Here is the code, in python:

# function for pentagonal numbers
def pent (n):     return int((0.5*n)*((3*n)-1))

# function for generalized pentagonal numbers
def gen_pent (n): return pent(int(((-1)**(n+1))*(round((n+1)/2))))

# array for storing partitions - first ten already stored
partitions = [1, 1, 2, 3, 5, 7, 11, 15, 22, 30, 42]

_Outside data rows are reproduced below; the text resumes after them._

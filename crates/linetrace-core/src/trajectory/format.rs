//! Binary trajectory files
//!
//! Layout, little-endian:
//!
//! | field | type |
//! |---|---|
//! | magic | `b"LTRJ"` |
//! | format version | u16 |
//! | column count | u16 |
//! | row count | u32 |
//! | values | `rows * columns` f64, row-major |
//! | CRC-32 of the value bytes | u32 |

use std::fs;
use std::io::{Cursor, Read, Write};
use std::path::Path;

use byteorder::{LittleEndian, ReadBytesExt, WriteBytesExt};
use tracing::info;

use super::migration::{migrate, MigrationReport, TrajectoryLayout};
use super::{Trajectory, TrajectoryRow};
use crate::error::{PipelineError, Result};

/// File magic
pub const MAGIC: &[u8; 4] = b"LTRJ";

/// Current format version
pub const FORMAT_VERSION: u16 = 1;

/// Trajectory sample period assumed by the file format
const SAMPLE_RATE_MS: u32 = 10;

/// Encode raw row-major values with the given column count
pub fn encode_columns(columns: u16, values: &[f64]) -> Result<Vec<u8>> {
    let rows = values.len() / columns.max(1) as usize;
    let mut body = Vec::with_capacity(values.len() * 8);
    for v in values {
        body.write_f64::<LittleEndian>(*v)?;
    }

    let mut out = Vec::with_capacity(body.len() + 16);
    out.write_all(MAGIC)?;
    out.write_u16::<LittleEndian>(FORMAT_VERSION)?;
    out.write_u16::<LittleEndian>(columns)?;
    out.write_u32::<LittleEndian>(rows as u32)?;
    out.write_all(&body)?;
    out.write_u32::<LittleEndian>(crc32fast::hash(&body))?;
    Ok(out)
}

/// Encode a trajectory in the current layout
pub fn encode(trajectory: &Trajectory) -> Result<Vec<u8>> {
    let values: Vec<f64> = trajectory.rows.iter().flat_map(|r| r.to_array()).collect();
    encode_columns(TrajectoryRow::COLUMNS as u16, &values)
}

/// Decode a trajectory file, migrating legacy layouts
pub fn decode(vehicle_id: &str, bytes: &[u8]) -> Result<(Trajectory, MigrationReport)> {
    let mut cursor = Cursor::new(bytes);
    let mut magic = [0u8; 4];
    cursor.read_exact(&mut magic)?;
    if &magic != MAGIC {
        return Err(PipelineError::BadMagic);
    }
    let version = cursor.read_u16::<LittleEndian>()?;
    if version == 0 || version > FORMAT_VERSION {
        return Err(PipelineError::UnsupportedVersion(version));
    }
    let columns = cursor.read_u16::<LittleEndian>()?;
    let layout = TrajectoryLayout::from_columns(columns)?;
    let rows = cursor.read_u32::<LittleEndian>()? as usize;

    let body_start = cursor.position() as usize;
    let body_len = rows * columns as usize * 8;
    let body = bytes
        .get(body_start..body_start + body_len)
        .ok_or_else(|| {
            std::io::Error::new(std::io::ErrorKind::UnexpectedEof, "truncated trajectory body")
        })?;
    cursor.set_position((body_start + body_len) as u64);
    let expected = cursor.read_u32::<LittleEndian>()?;
    let actual = crc32fast::hash(body);
    if expected != actual {
        return Err(PipelineError::CrcMismatch { expected, actual });
    }

    let mut values = vec![0.0; rows * columns as usize];
    Cursor::new(body).read_f64_into::<LittleEndian>(&mut values)?;
    let (rows, report) = migrate(layout, &values);
    Ok((Trajectory::new(vehicle_id, SAMPLE_RATE_MS, rows), report))
}

/// Write a trajectory file
pub fn write_trajectory<P: AsRef<Path>>(path: P, trajectory: &Trajectory) -> Result<()> {
    let bytes = encode(trajectory)?;
    let mut file = fs::File::create(path)?;
    file.write_all(&bytes)?;
    Ok(())
}

/// Read a trajectory file; the vehicle id is the file stem
pub fn read_trajectory<P: AsRef<Path>>(path: P) -> Result<Trajectory> {
    let path = path.as_ref();
    let vehicle_id = path
        .file_stem()
        .and_then(|s| s.to_str())
        .unwrap_or_default()
        .to_string();
    let bytes = fs::read(path)?;
    let (trajectory, report) = decode(&vehicle_id, &bytes)?;
    if report.has_changes() {
        info!("Trajectory {}: {}", vehicle_id, report.summary());
    }
    Ok(trajectory)
}

#[cfg(test)]
mod tests {
    use super::*;
    use pretty_assertions::assert_eq;

    fn sample() -> Trajectory {
        let rows = (0..25)
            .map(|i| TrajectoryRow {
                x: i as f64 * 0.5,
                y: 3.0,
                lapdist: i as f64,
                brake_rear: 0.25,
                lap: 1.0,
                ..Default::default()
            })
            .collect();
        Trajectory::new("GR86-004-78", 10, rows)
    }

    #[test]
    fn test_file_round_trip() {
        let dir = tempfile::tempdir().unwrap();
        let path = dir.path().join("GR86-004-78.traj");
        let traj = sample();
        write_trajectory(&path, &traj).unwrap();
        assert_eq!(read_trajectory(&path).unwrap(), traj);
    }

    #[test]
    fn test_corruption_detected() {
        let mut bytes = encode(&sample()).unwrap();
        bytes[20] ^= 0xff;
        assert!(matches!(
            decode("car", &bytes),
            Err(PipelineError::CrcMismatch { .. })
        ));

        let mut bytes = encode(&sample()).unwrap();
        bytes[0] = b'X';
        assert!(matches!(decode("car", &bytes), Err(PipelineError::BadMagic)));

        let bytes = encode(&sample()).unwrap();
        assert!(decode("car", &bytes[..bytes.len() - 10]).is_err());
    }

    #[test]
    fn test_legacy_file_is_migrated() {
        let values = [0.0, 0.0, 20.0, 5.0, 0.8, 2.0, 1.0, 0.0, 0.5, 1.0];
        let bytes = encode_columns(10, &values).unwrap();
        let (traj, report) = decode("car", &bytes).unwrap();
        assert_eq!(traj.len(), 1);
        assert_eq!(traj.rows[0].brake_front, 0.8);
        assert_eq!(traj.rows[0].brake_rear, 0.8);
        assert_eq!(report.source_layout, TrajectoryLayout::SingleBrake10);
    }
}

# function to generate partitions 
def partition (k):
 if (k < len(partitions)): return partitions[k]

 total, sign, i = 0, 1, 1

 while (k - gen_pent(i)) >= 0:
  sign   = (-1)**(int((i-1)/2))
  total += sign*(partition(k - gen_pent(i)))
  i     +=  1

 partitions.insert(k,total)
 return total

It uses this method to calculate partitions:

p(k) = p(k − 1) + p(k − 2) − p(k  − 5) − p(k − 7) + p(k − 12) + p(k  − 15) ...

(source: Wikipedia)

However, the code is taking quite some time when it comes to large numbers (over p(10^3)). I want to ask you if I can optimize my code, or hint me to a different but faster algorithm or approach. Any optimization suggestions are welcome.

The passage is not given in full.